A relationship movie about three women in love with the same man. That set-up sounds like the makings of the wishful-thinking romantic comedy of old; stories of men who are such amazing lovers that they leave behind them a string of broken hearts while maintaining a harem of lovers. I Will Make You Mine is not that movie.
Writer/director Lynn Chen’s directorial debut tells the story of three very different women: Rachel, a well-to-do house wife, Yea-Ming, a musician, and Erika, a professor. For all of their differences, the women share one thing in common: at some point in their lives, they all loved Goh.

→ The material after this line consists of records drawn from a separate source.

//! Consumer side of the transcode queue.

use crate::queue::{TranscodeRequest, TRANSCODE_QUEUE};
use crate::transcode::Transcoder;
use async_trait::async_trait;
use redis::AsyncCommands;
use std::future::Future;
use std::sync::Arc;
use std::time::Duration;

/// Lifetime of the per-video lease. Long enough to cover a full ladder on a
/// long source; a crashed worker's lease expires after it.
const LEASE_TTL_SECS: u64 = 6 * 60 * 60;

/// Deletes the lease only while it still holds the caller's token, so a run
/// that outlived its TTL cannot drop a lease another worker took since.
const RELEASE_LEASE: &str = r#"
if redis.call("GET", KEYS[1]) == ARGV[1] then
    return redis.call("DEL", KEYS[1])
else
    return 0
end
"#;

pub fn lease_key(video_id: i32) -> String {
    format!("transcode_lease:{video_id}")
}

pub fn decode_job(payload: &str) -> Result<TranscodeRequest, serde_json::Error> {
    serde_json::from_str(payload)
}

/// At most one transcode per video in flight across all workers.
#[async_trait]
pub trait JobLease: Send + Sync {
    /// Takes the lease for `video_id`. `Ok(Some(token))` when taken,
    /// `Ok(None)` when another run holds it.
    async fn acquire(&self, video_id: i32) -> redis::RedisResult<Option<String>>;

    /// Gives the lease back if it is still held under `token`.
    async fn release(&self, video_id: i32, token: &str) -> redis::RedisResult<()>;
}

#[derive(Clone)]
pub struct RedisLease {
    client: redis::Client,
}

impl RedisLease {
    pub fn new(client: redis::Client) -> Self {
        Self { client }
    }
}

#[async_trait]
impl JobLease for RedisLease {
    async fn acquire(&self, video_id: i32) -> redis::RedisResult<Option<String>> {
        let mut conn = self.client.get_multiplexed_async_connection().await?;
        let token = uuid::Uuid::new_v4().simple().to_string();
        let taken: Option<String> = redis::cmd("SET")
            .arg(lease_key(video_id))
            .arg(&token)
            .arg("NX")
            .arg("EX")
            .arg(LEASE_TTL_SECS)
            .query_async(&mut conn)
            .await?;
        Ok(taken.map(|_| token))
    }

    async fn release(&self, video_id: i32, token: &str) -> redis::RedisResult<()> {
        let mut conn = self.client.get_multiplexed_async_connection().await?;
        let _deleted: i32 = redis::Script::new(RELEASE_LEASE)
            .key(lease_key(video_id))
            .arg(token)
            .invoke_async(&mut conn)
            .await?;
        Ok(())
    }
}

// Queue Monitoring
pub async fn start_queue_monitor(redis_client: redis::Client) {
    tokio::spawn(async move {
        tracing::info!("Queue Monitor started");
        loop {
            match redis_client.get_multiplexed_async_connection().await {
                Ok(mut conn) => {
                    let depth: redis::RedisResult<u64> = conn.llen(TRANSCODE_QUEUE).await;
                    match depth {
                        Ok(len) => crate::metrics::set_queue_depth(TRANSCODE_QUEUE, len),
                        Err(e) => tracing::error!("Failed to get {} len: {}", TRANSCODE_QUEUE, e),
                    }
                }
                Err(e) => tracing::error!("Queue Monitor: Failed to get redis conn: {}", e),
            }
            tokio::time::sleep(Duration::from_secs(15)).await;
        }
    });
}

/// Spawns `concurrency` consumer loops. Each loop handles one job at a time,
/// so the ladder of a single video is always encoded sequentially.
pub async fn start_workers(
    redis_client: redis::Client,
    transcoder: Arc<Transcoder>,
    concurrency: usize,
) {
    start_queue_monitor(redis_client.clone()).await;

    let lease: Arc<dyn JobLease> = Arc::new(RedisLease::new(redis_client.clone()));
    let redis_client = Arc::new(redis_client);

    for i in 0..concurrency {
        let redis_client = redis_client.clone();
        let transcoder = transcoder.clone();
        let lease = lease.clone();

        tokio::spawn(async move {
            tracing::info!("Worker {} started", i);
            loop {
                let mut conn = match redis_client.get_multiplexed_async_connection().await {
                    Ok(c) => c,
                    Err(e) => {
                        tracing::error!("Worker {}: Failed to get redis conn: {}", i, e);
                        tokio::time::sleep(Duration::from_secs(5)).await;
                        continue;
                    }
                };

                let result: redis::RedisResult<(String, String)> =
                    conn.blpop(TRANSCODE_QUEUE, 0.0).await;

                match result {
                    Ok((_key, payload)) => {
                        let request = match decode_job(&payload) {
                            Ok(r) => r,
                            Err(e) => {
                                tracing::error!("Worker {}: Bad payload {:?}: {}", i, payload, e);
                                continue;
                            }
                        };
                        let video_id = request.video_id;
                        tracing::info!("Dequeued video {} from {}", video_id, TRANSCODE_QUEUE);

                        if let Some(completed) =
                            run_leased(lease.as_ref(), video_id, i, || transcoder.process(video_id))
                                .await
                        {
                            metrics::counter!(
                                "videoflix_transcode_jobs_total",
                                "completed" => if completed { "true" } else { "false" }
                            )
                            .increment(1);
                        }
                    }
                    Err(e) => {
                        tracing::error!("Worker {}: Redis error: {}", i, e);
                        tokio::time::sleep(Duration::from_secs(1)).await;
                    }
                }
            }
        });
    }
}

/// Runs `job` only if no other worker currently holds the lease for the same
/// video. Returns `None` when the job was dropped as a duplicate, otherwise
/// the job's result.
pub async fn run_leased<F, Fut>(
    lease: &dyn JobLease,
    video_id: i32,
    worker_id: usize,
    job: F,
) -> Option<bool>
where
    F: FnOnce() -> Fut,
    Fut: Future<Output = bool>,
{
    let token = match lease.acquire(video_id).await {
        Ok(Some(token)) => Some(token),
        Ok(None) => {
            tracing::warn!(
                video_id,
                "Worker {}: transcode already in flight, dropping duplicate job",
                worker_id
            );
            metrics::counter!("videoflix_transcode_jobs_deduplicated_total").increment(1);
            return None;
        }
        Err(e) => {
            // Redis hiccup on the lease should not lose the job.
            tracing::warn!(video_id, error = %e, "Worker {}: could not take lease, running anyway", worker_id);
            None
        }
    };

    let completed = job().await;

    if let Some(token) = token {
        if let Err(e) = lease.release(video_id, &token).await {
            tracing::warn!(video_id, error = %e, "Worker {}: failed to release lease", worker_id);
        }
    }

    Some(completed)
}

The three women are all at crossroads in their lives: Rachel is dealing with her husband’s infidelity, Yea-Ming is dealing with a stalled musical career, and Erika is struggling though the death of a parent. Goh happens to be a common, connecting thread between the three.

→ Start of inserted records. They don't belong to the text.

use thiserror::Error;

pub type MediaResult<T> = Result<T, MediaError>;

#[derive(Debug, Error)]
pub enum MediaError {
    #[error("failed to launch {program}: {source}")]
    Spawn {
        program: String,
        #[source]
        source: std::io::Error,
    },

    #[error("{program} exited with code {exit_code:?}")]
    Failed {
        program: String,
        exit_code: Option<i32>,
        stderr: String,
    },

    #[error("{program} timed out after {secs} seconds")]
    Timeout { program: String, secs: u64 },

    #[error("could not read media duration from {0:?}")]
    InvalidDuration(String),

    #[error("I/O error: {0}")]
    Io(#[from] std::io::Error),
}

impl MediaError {
    /// Diagnostic output captured from the failed process, if any.
    pub fn stderr(&self) -> Option<&str> {
        match self {
            MediaError::Failed { stderr, .. } => Some(stderr),
            _ => None,
        }
    }
}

He returns to town in a well intentioned but ultimately feeble attempt to help his ex-wife Erika by caring for their daughter Sachiko while she deals with funeral preparations but his late arrival and the conversation that follows makes it quite clear that Goh’s priority has and continues to be his music, regardless of who it affects.
While most movies about toxic relationships feature partners who are loud and obnoxious and clearly selfish, self-centered and bad news, Chen presents a much more realistic and, in some ways, far more dangerous bad partner: the unassuming, charismatic, “nice guy,” who seems like the perfect catch but whose actions are always self motivated and often toxic to the relationship. Sometimes unbeknownst even to him. Goh, played by real-life singer/songwriter Goh Nakamura, is this type of guy.
Chen captures the awkwardness of old relationships that are not quite rekindled but not quite dead in a straight forward manner that is sometimes uncomfortable to watch, but it’s refreshing to see the women confront their feelings head-on and come out the other side happier and ready to tackle the world. For his part, Nakamura plays Goh as a man who is just going through life, tone-deaf to the emotional wreckage he’s leaving behind.
Beautifully captured in black and white by Carl Nenzén Lovén and Bill Otto, I Will Make You Mine is a really unassuming relationship drama but it’s also much more than that. Chen builds an affecting, long-tailed observation on relationships that doesn’t fully reveal itself until after the credits roll and one starts to unpack the drama between Goh and the three women.